Problem statement:
Go line by line through the data and copy those with the word "push".

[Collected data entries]
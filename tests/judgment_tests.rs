use std::sync::Arc;
use std::time::Duration;

use pet_evolution::agent::OfflineGenerator;
use pet_evolution::pet::{ActionKind, StatKind};
use pet_evolution::{InMemoryPetStore, JudgmentOutcome, Pet, PetConfig, PetCore, PetStore, Rarity};

fn setup(config: PetConfig) -> (Arc<dyn PetStore>, PetCore) {
    let store: Arc<dyn PetStore> = Arc::new(InMemoryPetStore::new());
    let core = PetCore::without_dispatch(store.clone(), Arc::new(OfflineGenerator), config);
    (store, core)
}

fn no_cooldown() -> PetConfig {
    let mut config = PetConfig::default();
    config.judgment.cooldown_secs = 0;
    config
}

async fn record_all(core: &PetCore, pet_id: &str, actions: &[&str]) {
    for action in actions {
        core.record_behavior(pet_id, action, "", "").await.unwrap();
    }
}

#[tokio::test]
async fn test_weight_alone_never_triggers_evolution() {
    let (store, core) = setup(PetConfig::default());
    let pet = core.register_pet("Mochi", "Ember Fox", Rarity::R).await.unwrap();
    record_all(&core, &pet.id, &["battle", "battle", "explore"]).await;

    let outcome = core.judge_pet(&pet.id).await.unwrap();
    let record = outcome.record().expect("judged");

    assert!((record.detail.raw_weight - 15.0).abs() < 1e-9);
    assert!((record.accumulated_weight - 18.0).abs() < 1e-9);
    assert_eq!(record.detail.distinct_actions, vec![ActionKind::Explore, ActionKind::Battle]);
    assert!(record.detail.clauses.weight);
    assert!(!record.detail.clauses.unique_actions);
    assert!(!record.should_evolve);
    assert!(!outcome.evolved());

    assert!(store.unprocessed_events(&pet.id).await.unwrap().is_empty());
    let unchanged = core.get_pet(&pet.id).await.unwrap();
    assert_eq!(unchanged.descriptor, pet.descriptor);
}

#[tokio::test]
async fn test_cooldown_skips_without_reading_events() {
    let (store, core) = setup(PetConfig::default());
    let pet = core.register_pet("Mochi", "Ember Fox", Rarity::N).await.unwrap();
    record_all(&core, &pet.id, &["feed"]).await;
    assert!(core.judge_pet(&pet.id).await.unwrap().record().is_some());

    record_all(&core, &pet.id, &["play", "train"]).await;
    match core.judge_pet(&pet.id).await.unwrap() {
        JudgmentOutcome::CoolingDown { remaining } => assert!(remaining.num_seconds() > 0),
        other => panic!("expected cooldown, got {:?}", other),
    }
    assert_eq!(store.unprocessed_events(&pet.id).await.unwrap().len(), 2);
    assert_eq!(core.judgments(&pet.id).await.unwrap().len(), 1);
}

#[tokio::test]
async fn test_no_events_is_a_noop() {
    let (_store, core) = setup(no_cooldown());
    let pet = core.register_pet("Mochi", "Ember Fox", Rarity::N).await.unwrap();
    assert!(matches!(core.judge_pet(&pet.id).await.unwrap(), JudgmentOutcome::NoEvents));
    assert!(core.judgments(&pet.id).await.unwrap().is_empty());
}

#[tokio::test]
async fn test_all_clauses_trigger_fallback_evolution() {
    let (_store, core) = setup(no_cooldown());
    let pet = core.register_pet("Mochi", "Ember Fox", Rarity::N).await.unwrap();
    // 1.2 + 3 + 6 + 6 = 16.2 over three action types
    record_all(&core, &pet.id, &["feed", "explore", "battle", "battle"]).await;

    let outcome = core.judge_pet(&pet.id).await.unwrap();
    let record = outcome.record().unwrap();
    assert!(record.should_evolve);
    assert!(outcome.evolved());

    let evolved = core.get_pet(&pet.id).await.unwrap();
    assert!(evolved.descriptor.starts_with(&pet.descriptor));
    assert!(evolved.descriptor.contains("grows steadier"));
    assert!(evolved.last_evolved_at.is_some());
    assert_eq!(evolved.traits.len(), 1);
    assert_eq!(evolved.stats.get(StatKind::Health), pet.stats.get(StatKind::Health) + 5);

    // the recent evolution now blocks the time clause
    record_all(&core, &pet.id, &["feed", "explore", "battle", "battle"]).await;
    let second = core.judge_pet(&pet.id).await.unwrap();
    let record = second.record().unwrap();
    assert!(record.detail.clauses.weight && record.detail.clauses.unique_actions);
    assert!(!record.detail.clauses.time_since_evolution);
    assert!(!second.evolved());
}

#[tokio::test]
async fn test_unknown_pet_is_a_storage_error() {
    let (_store, core) = setup(no_cooldown());
    assert!(core.record_behavior("ghost", "feed", "", "").await.is_err());
    assert!(core.get_pet("ghost").await.is_err());
}

#[tokio::test]
async fn test_concurrent_judges_count_each_event_once() {
    let store: Arc<dyn PetStore> = Arc::new(InMemoryPetStore::new());
    let pet = Pet::new("Mochi", "Ember Fox", Rarity::N);
    store.insert_pet(&pet).await.unwrap();

    // separate cores share the store but not their in-process locks
    let cores: Vec<Arc<PetCore>> = (0..4)
        .map(|_| Arc::new(PetCore::without_dispatch(store.clone(), Arc::new(OfflineGenerator), no_cooldown())))
        .collect();
    record_all(&cores[0], &pet.id, &["feed", "play", "rest", "train", "feed"]).await;

    let mut handles = Vec::new();
    for core in &cores {
        for _ in 0..3 {
            let core = core.clone();
            let pet_id = pet.id.clone();
            handles.push(tokio::spawn(async move { core.judge_pet(&pet_id).await }));
        }
    }
    for handle in handles {
        handle.await.unwrap().unwrap();
    }

    let judgments = cores[0].judgments(&pet.id).await.unwrap();
    let counted: usize = judgments.iter().map(|j| j.behavior_count).sum();
    assert_eq!(counted, 5);
    assert!(store.unprocessed_events(&pet.id).await.unwrap().is_empty());
}

#[tokio::test]
async fn test_dispatcher_judges_in_background_and_idles_out() {
    let store: Arc<dyn PetStore> = Arc::new(InMemoryPetStore::new());
    let mut config = no_cooldown();
    config.judgment.dispatcher_idle_secs = 1;
    let core = PetCore::new(store.clone(), Arc::new(OfflineGenerator), config);
    let pet = core.register_pet("Mochi", "Ember Fox", Rarity::N).await.unwrap();

    record_all(&core, &pet.id, &["feed", "play", "battle"]).await;

    let mut drained = false;
    for _ in 0..50 {
        if store.unprocessed_events(&pet.id).await.unwrap().is_empty() {
            drained = true;
            break;
        }
        tokio::time::sleep(Duration::from_millis(50)).await;
    }
    assert!(drained);
    let counted: usize = core.judgments(&pet.id).await.unwrap().iter().map(|j| j.behavior_count).sum();
    assert_eq!(counted, 3);

    let dispatcher = core.dispatcher().expect("dispatch enabled");
    let mut idle = false;
    for _ in 0..40 {
        if dispatcher.active_workers().await == 0 {
            idle = true;
            break;
        }
        tokio::time::sleep(Duration::from_millis(100)).await;
    }
    assert!(idle);
}

#[tokio::test]
async fn test_judgment_considers_bounded_batch() {
    let mut config = no_cooldown();
    config.judgment.max_events_per_judgment = 2;
    let (store, core) = setup(config);
    let pet = core.register_pet("Mochi", "Ember Fox", Rarity::N).await.unwrap();
    record_all(&core, &pet.id, &["feed", "play", "rest", "train", "feed"]).await;

    let mut counts = Vec::new();
    while let Some(record) = core.judge_pet(&pet.id).await.unwrap().record().cloned() {
        counts.push(record.behavior_count);
    }
    assert_eq!(counts, vec![2, 2, 1]);
    assert!(store.unprocessed_events(&pet.id).await.unwrap().is_empty());
}

#[tokio::test]
async fn test_behavior_log_is_bounded_by_count() {
    let mut config = PetConfig::default();
    config.judgment.max_events = 50;
    let (store, core) = setup(config);
    let pet = core.register_pet("Mochi", "Ember Fox", Rarity::N).await.unwrap();

    // one judgment, then the cooldown leaves everything else pending
    record_all(&core, &pet.id, &["feed"]).await;
    assert!(core.judge_pet(&pet.id).await.unwrap().record().is_some());
    for _ in 0..500 {
        core.record_behavior(&pet.id, "feed", "", "").await.unwrap();
    }
    assert!(matches!(core.judge_pet(&pet.id).await.unwrap(), JudgmentOutcome::CoolingDown { .. }));

    let pending = store.unprocessed_events(&pet.id).await.unwrap();
    assert_eq!(pending.len(), 50);
}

Written answer:
            handles.push(tokio::spawn(async move { core.judge_pet(&pet_id).await }));
        counts.push(record.behavior_count);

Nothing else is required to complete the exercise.